▸ **Your task**
Only some lines are wanted. Transcribe, exactly, the lines below from the line with "min_topic_minutes = 60" up to and including the line with "let later = now() + Duration::hours(2);".

^^^^^^^^

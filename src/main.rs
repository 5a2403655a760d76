// src/main.rs

use anyhow::{bail, Context};
use chrono::{NaiveDate, NaiveTime, Utc};
use clap::{Parser, Subcommand};
use log::info;
use std::fs;
use std::path::PathBuf;
use study_scheduler::models::{AllocationOptions, CalendarWindow, DailyConstraints};
use study_scheduler::{EngineConfig, PlanRequest, SqliteStore, StudyPlanner};

/// Study planner backed by a local SQLite database
#[derive(Parser)]
#[command(name = "study-scheduler")]
#[command(version = env!("CARGO_PKG_VERSION"))]
struct Cli {
    /// Database file
    #[arg(long, default_value = "study_scheduler.db")]
    db: PathBuf,

    /// TOML file overriding engine parameters
    #[arg(long)]
    config: Option<PathBuf>,

    #[command(subcommand)]
    command: Commands,
}

#[derive(Subcommand)]
enum Commands {
    /// Load subjects and topics from a JSON catalog
    Seed { file: PathBuf },

    /// Log a raw study session (question counts feed the success rate)
    Session {
        #[arg(long)]
        learner: i64,
        #[arg(long)]
        topic: i64,
        #[arg(long, default_value = "0")]
        correct: u32,
        #[arg(long, default_value = "0")]
        wrong: u32,
        #[arg(long, default_value = "0")]
        empty: u32,
        #[arg(long, default_value = "0")]
        minutes: u32,
    },

    /// Apply a study event to the topic's repetition record
    Record {
        #[arg(long)]
        learner: i64,
        #[arg(long)]
        topic: i64,
        /// Performance in [0, 1]
        #[arg(long)]
        score: f64,
    },

    /// List reviews that are due now
    Due {
        #[arg(long)]
        learner: i64,
    },

    /// Rank the topics of an exam track
    Rank {
        #[arg(long)]
        learner: i64,
        #[arg(long)]
        track: String,
    },

    /// Generate a plan and make it the active one
    Plan {
        #[arg(long)]
        learner: i64,
        #[arg(long)]
        track: String,
        /// First day (YYYY-MM-DD)
        #[arg(long)]
        start: NaiveDate,
        /// Last day, inclusive (YYYY-MM-DD)
        #[arg(long)]
        end: NaiveDate,
        #[arg(long, default_value = "4")]
        hours: f64,
        #[arg(long, default_value = "09:00")]
        from: String,
        #[arg(long, default_value = "21:00")]
        until: String,
        #[arg(long, default_value = "15")]
        break_minutes: u32,
        #[arg(long)]
        no_review: bool,
        #[arg(long)]
        focus_weak: bool,
        /// Restrict to these subject ids (comma-separated)
        #[arg(long, value_delimiter = ',')]
        subjects: Vec<i64>,
    },

    /// Print the active plan
    Show {
        #[arg(long)]
        learner: i64,
    },
}

fn main() -> anyhow::Result<()> {
    env_logger::Builder::from_env(env_logger::Env::default().default_filter_or("debug")).init();
    let cli = Cli::parse();

    let config = match &cli.config {
        Some(path) => {
            let raw = fs::read_to_string(path)
                .with_context(|| format!("reading config {}", path.display()))?;
            EngineConfig::from_toml_str(&raw)?
        }
        None => EngineConfig::default(),
    };
    let planner = StudyPlanner::new(config)?;
    let mut store = SqliteStore::open(&cli.db)?;
    let now = Utc::now();

    match cli.command {
        Commands::Seed { file } => {
            let raw = fs::read_to_string(&file)
                .with_context(|| format!("reading catalog {}", file.display()))?;
            let count = store.seed_catalog(&raw)?;
            info!("Seeded {} topics from {}", count, file.display());
        }
        Commands::Session {
            learner,
            topic,
            correct,
            wrong,
            empty,
            minutes,
        } => {
            store.log_study_session(learner, topic, correct, wrong, empty, minutes, now)?;
        }
        Commands::Record {
            learner,
            topic,
            score,
        } => {
            let record = store.record_study_event(planner.tracker(), learner, topic, score, now)?;
            println!("{}", serde_json::to_string_pretty(&record)?);
        }
        Commands::Due { learner } => {
            let due = planner.due_topics(&store, learner, now)?;
            println!("{}", serde_json::to_string_pretty(&due)?);
        }
        Commands::Rank { learner, track } => {
            let ranked = planner.rank_topics(&store, learner, &track, now)?;
            println!("{}", serde_json::to_string_pretty(&ranked)?);
        }
        Commands::Plan {
            learner,
            track,
            start,
            end,
            hours,
            from,
            until,
            break_minutes,
            no_review,
            focus_weak,
            subjects,
        } => {
            let request = PlanRequest {
                learner_id: learner,
                exam_track: track,
                window: CalendarWindow {
                    start_date: start,
                    end_date: end,
                },
                constraints: DailyConstraints {
                    daily_study_hours: hours,
                    preferred_start_time: parse_clock(&from)?,
                    preferred_end_time: parse_clock(&until)?,
                    break_duration_minutes: break_minutes,
                    include_review_sessions: !no_review,
                },
                options: AllocationOptions {
                    focus_on_weak_topics: focus_weak,
                    priority_subjects: subjects,
                },
            };
            let (plan_id, plan) = planner.generate_and_activate(&mut store, &request, now)?;
            info!("Plan {} stored as active", plan_id);
            println!("{}", serde_json::to_string_pretty(&plan)?);
        }
        Commands::Show { learner } => match planner.active_plan(&store, learner)? {
            Some(stored) => println!("{}", serde_json::to_string_pretty(&stored)?),
            None => bail!("learner {} has no active plan", learner),
        },
    }

    Ok(())
}

fn parse_clock(raw: &str) -> anyhow::Result<NaiveTime> {
    NaiveTime::parse_from_str(raw, "%H:%M").with_context(|| format!("invalid time {raw:?}, expected HH:MM"))
}
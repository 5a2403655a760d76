use chrono::{DateTime, Duration, NaiveDate, NaiveTime, TimeZone, Utc};
use study_scheduler::models::{AllocationOptions, CalendarWindow, DailyConstraints};
use study_scheduler::store::{PlanStore, RepetitionStore};
use study_scheduler::{EngineConfig, PlanRequest, SchedulerError, SqliteStore, StudyPlanner};

const CATALOG: &str = r##"[
    {"id": 1, "name": "Mathematics", "color": "#1f77b4", "exam_track": "science",
     "topics": [
        {"id": 101, "name": "Functions", "difficulty": "Medium", "exam_weight": 3.0},
        {"id": 102, "name": "Derivatives", "difficulty": "Hard", "exam_weight": 4.0},
        {"id": 103, "name": "Sequences", "difficulty": "Easy", "exam_weight": 1.0}
     ]},
    {"id": 2, "name": "Physics", "color": "#ff7f0e", "exam_track": "science",
     "topics": [
        {"id": 201, "name": "Kinematics", "difficulty": "Medium", "exam_weight": 2.0},
        {"id": 202, "name": "Optics", "difficulty": "Hard", "exam_weight": 1.5}
     ]},
    {"id": 3, "name": "History", "color": "#2ca02c", "exam_track": "humanities",
     "topics": [{"id": 301, "name": "Antiquity", "difficulty": "Easy", "exam_weight": 2.0}]}
]"##;

fn init_logger() {
    let _ = env_logger::builder().is_test(true).try_init();
}

fn now() -> DateTime<Utc> {
    Utc.with_ymd_and_hms(2026, 10, 18, 18, 0, 0).unwrap()
}

fn seeded_store() -> SqliteStore {
    let mut store = SqliteStore::open_in_memory().unwrap();
    store.seed_catalog(CATALOG).unwrap();
    store
}

fn request() -> PlanRequest {
    let start = NaiveDate::from_ymd_opt(2026, 10, 19).unwrap();
    PlanRequest {
        learner_id: 5,
        exam_track: "science".into(),
        window: CalendarWindow {
            start_date: start,
            end_date: start + Duration::days(6),
        },
        constraints: DailyConstraints {
            daily_study_hours: 5.0,
            preferred_start_time: NaiveTime::from_hms_opt(9, 0, 0).unwrap(),
            preferred_end_time: NaiveTime::from_hms_opt(21, 0, 0).unwrap(),
            break_duration_minutes: 15,
            include_review_sessions: true,
        },
        options: AllocationOptions::default(),
    }
}

#[test]
fn plan_is_persisted_and_read_back() {
    init_logger();
    let planner = StudyPlanner::default();
    let mut store = seeded_store();

    let (plan_id, plan) = planner
        .generate_and_activate(&mut store, &request(), now())
        .unwrap();

    assert_eq!(plan.days.len(), 7);
    let subjects: Vec<i64> = plan.subject_minutes().iter().map(|(id, _)| *id).collect();
    assert!(subjects.contains(&1) && subjects.contains(&2));
    assert!(!subjects.contains(&3));

    let stored = planner.active_plan(&store, 5).unwrap().unwrap();
    assert_eq!(stored.id, plan_id);
    assert!(stored.is_active);
    assert_eq!(stored.plan, plan);
}

#[test]
fn weak_topics_rise_in_the_ranking() {
    init_logger();
    let planner = StudyPlanner::default();
    let store = seeded_store();

    let before = planner.rank_topics(&store, 5, "science", now()).unwrap();
    assert_eq!(before[0].topic_id, 102);

    // 2 of 10 right on a low-weight topic
    for _ in 0..2 {
        store
            .log_study_session(5, 103, 1, 4, 0, 30, now() - Duration::days(3))
            .unwrap();
    }
    let after = planner.rank_topics(&store, 5, "science", now()).unwrap();
    let sequences = after.iter().find(|r| r.topic_id == 103).unwrap();
    assert!(sequences.is_weak);
    assert!(sequences.reasons.iter().any(|r| r.starts_with("Weak performance (20%")));
    let old = before.iter().find(|r| r.topic_id == 103).unwrap();
    assert!(sequences.priority_score > old.priority_score);
}

#[test]
fn overdue_reviews_show_up_in_ranking_and_due_list() {
    init_logger();
    let planner = StudyPlanner::default();
    let mut store = seeded_store();
    store
        .record_study_event(planner.tracker(), 5, 201, 0.9, now() - Duration::days(10))
        .unwrap();

    let due = planner.due_topics(&store, 5, now()).unwrap();
    assert_eq!(due.len(), 1);
    assert_eq!(due[0].record.topic_id, 201);
    assert_eq!(due[0].days_overdue, 9);
    assert_eq!(due[0].days_since_last_study, 10);

    let ranked = planner.rank_topics(&store, 5, "science", now()).unwrap();
    let kinematics = ranked.iter().find(|r| r.topic_id == 201).unwrap();
    assert!(kinematics
        .reasons
        .contains(&"Review overdue by 9 days".to_string()));
}

#[test]
fn repeated_generation_keeps_one_active_plan() {
    init_logger();
    let planner = StudyPlanner::default();
    let mut store = seeded_store();

    let (first, _) = planner
        .generate_and_activate(&mut store, &request(), now())
        .unwrap();
    let mut shorter = request();
    shorter.window.end_date = shorter.window.start_date + Duration::days(2);
    let (second, plan) = planner
        .generate_and_activate(&mut store, &shorter, now())
        .unwrap();
    assert_ne!(first, second);

    let active: i64 = store
        .connection()
        .query_row(
            "SELECT COUNT(*) FROM study_plans WHERE learner_id = 5 AND is_active = 1",
            [],
            |row| row.get(0),
        )
        .unwrap();
    assert_eq!(active, 1);
    assert_eq!(store.get_active_plan(5).unwrap().unwrap().plan, plan);
}

#[test]
fn failed_generation_leaves_the_active_plan_alone() {
    init_logger();
    let planner = StudyPlanner::default();
    let mut store = seeded_store();
    let (kept, _) = planner
        .generate_and_activate(&mut store, &request(), now())
        .unwrap();

    let mut backwards = request();
    backwards.window.end_date = backwards.window.start_date;
    assert!(matches!(
        planner.generate_and_activate(&mut store, &backwards, now()),
        Err(SchedulerError::InvalidDateRange { .. })
    ));

    let mut unknown = request();
    unknown.exam_track = "arts".into();
    assert!(matches!(
        planner.generate_and_activate(&mut store, &unknown, now()),
        Err(SchedulerError::NoEligibleTopics)
    ));

    assert_eq!(planner.active_plan(&store, 5).unwrap().unwrap().id, kept);
    assert!(store.get(5, 101).unwrap().is_none());
}

#[test]
fn config_overrides_flow_into_the_plan() {
    init_logger();
    let config = EngineConfig::from_toml_str(
        r#"
        [schedule]
        weekend_load_factor = 0.5

        [allocation]
        min_topic_minutes = 60
        "#,
    )
    .unwrap();
    let planner = StudyPlanner::new(config).unwrap();
    let mut store = seeded_store();

    let (_, plan) = planner
        .generate_and_activate(&mut store, &request(), now())
        .unwrap();

    // 270 on weekdays, 135 on the weekend; slots run 60 to 75 minutes
    assert_eq!(
        planner.study_budget(&request().window, &request().constraints),
        5 * 270 + 2 * 135
    );
    assert!(plan.days[0].daily_goal_minutes >= 270);
    let saturday = &plan.days[5];
    assert!(saturday.daily_goal_minutes < 135 + 75);
    for day in &plan.days {
        for slot in day.study_slots() {
            assert!((60..=75).contains(&slot.duration_minutes));
        }
    }
}

#[test]
fn second_connection_cannot_interleave_with_a_study_event() {
    init_logger();
    let dir = tempfile::tempdir().unwrap();
    let path = dir.path().join("study.db");
    let planner = StudyPlanner::default();
    let tracker = planner.tracker();

    let mut ours = SqliteStore::open(&path).unwrap();
    ours.seed_catalog(CATALOG).unwrap();
    let mut theirs = SqliteStore::open(&path).unwrap();
    theirs
        .connection()
        .busy_timeout(std::time::Duration::ZERO)
        .unwrap();

    planner
        .record_study_event(&mut ours, 5, 101, 0.9, now())
        .unwrap();

    let later = now() + Duration::hours(2);
    let record = ours
        .update_with(5, 101, |previous| {
            // the write lock is already held, so the other connection is turned away
            let blocked = theirs.record_study_event(tracker, 5, 101, 1.0, later);
            assert!(matches!(blocked, Err(SchedulerError::Store(_))));
            tracker.advance(previous, 5, 101, 0.9, later)
        })
        .unwrap();
    assert_eq!(record.repetition_level, 2);

    // retried after the commit, it builds on our event instead of overwriting it
    let retried = planner
        .record_study_event(&mut theirs, 5, 101, 1.0, later)
        .unwrap();
    assert_eq!(retried.repetition_level, 3);
    assert_eq!(ours.get(5, 101).unwrap().unwrap().repetition_level, 3);
}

^^^^^^^^

▸ **Output of the task**
        min_topic_minutes = 60
        "#,
    )
    .unwrap();
    let planner = StudyPlanner::new(config).unwrap();
    let mut store = seeded_store();

    let (_, plan) = planner
        .generate_and_activate(&mut store, &request(), now())
        .unwrap();

    // 270 on weekdays, 135 on the weekend; slots run 60 to 75 minutes
    assert_eq!(
        planner.study_budget(&request().window, &request().constraints),
        5 * 270 + 2 * 135
    );
    assert!(plan.days[0].daily_goal_minutes >= 270);
    let saturday = &plan.days[5];
    assert!(saturday.daily_goal_minutes < 135 + 75);
    for day in &plan.days {
        for slot in day.study_slots() {
            assert!((60..=75).contains(&slot.duration_minutes));
        }
    }
}

#[test]
fn second_connection_cannot_interleave_with_a_study_event() {
    init_logger();
    let dir = tempfile::tempdir().unwrap();
    let path = dir.path().join("study.db");
    let planner = StudyPlanner::default();
    let tracker = planner.tracker();

    let mut ours = SqliteStore::open(&path).unwrap();
    ours.seed_catalog(CATALOG).unwrap();
    let mut theirs = SqliteStore::open(&path).unwrap();
    theirs
        .connection()
        .busy_timeout(std::time::Duration::ZERO)
        .unwrap();

    planner
        .record_study_event(&mut ours, 5, 101, 0.9, now())
        .unwrap();

    let later = now() + Duration::hours(2);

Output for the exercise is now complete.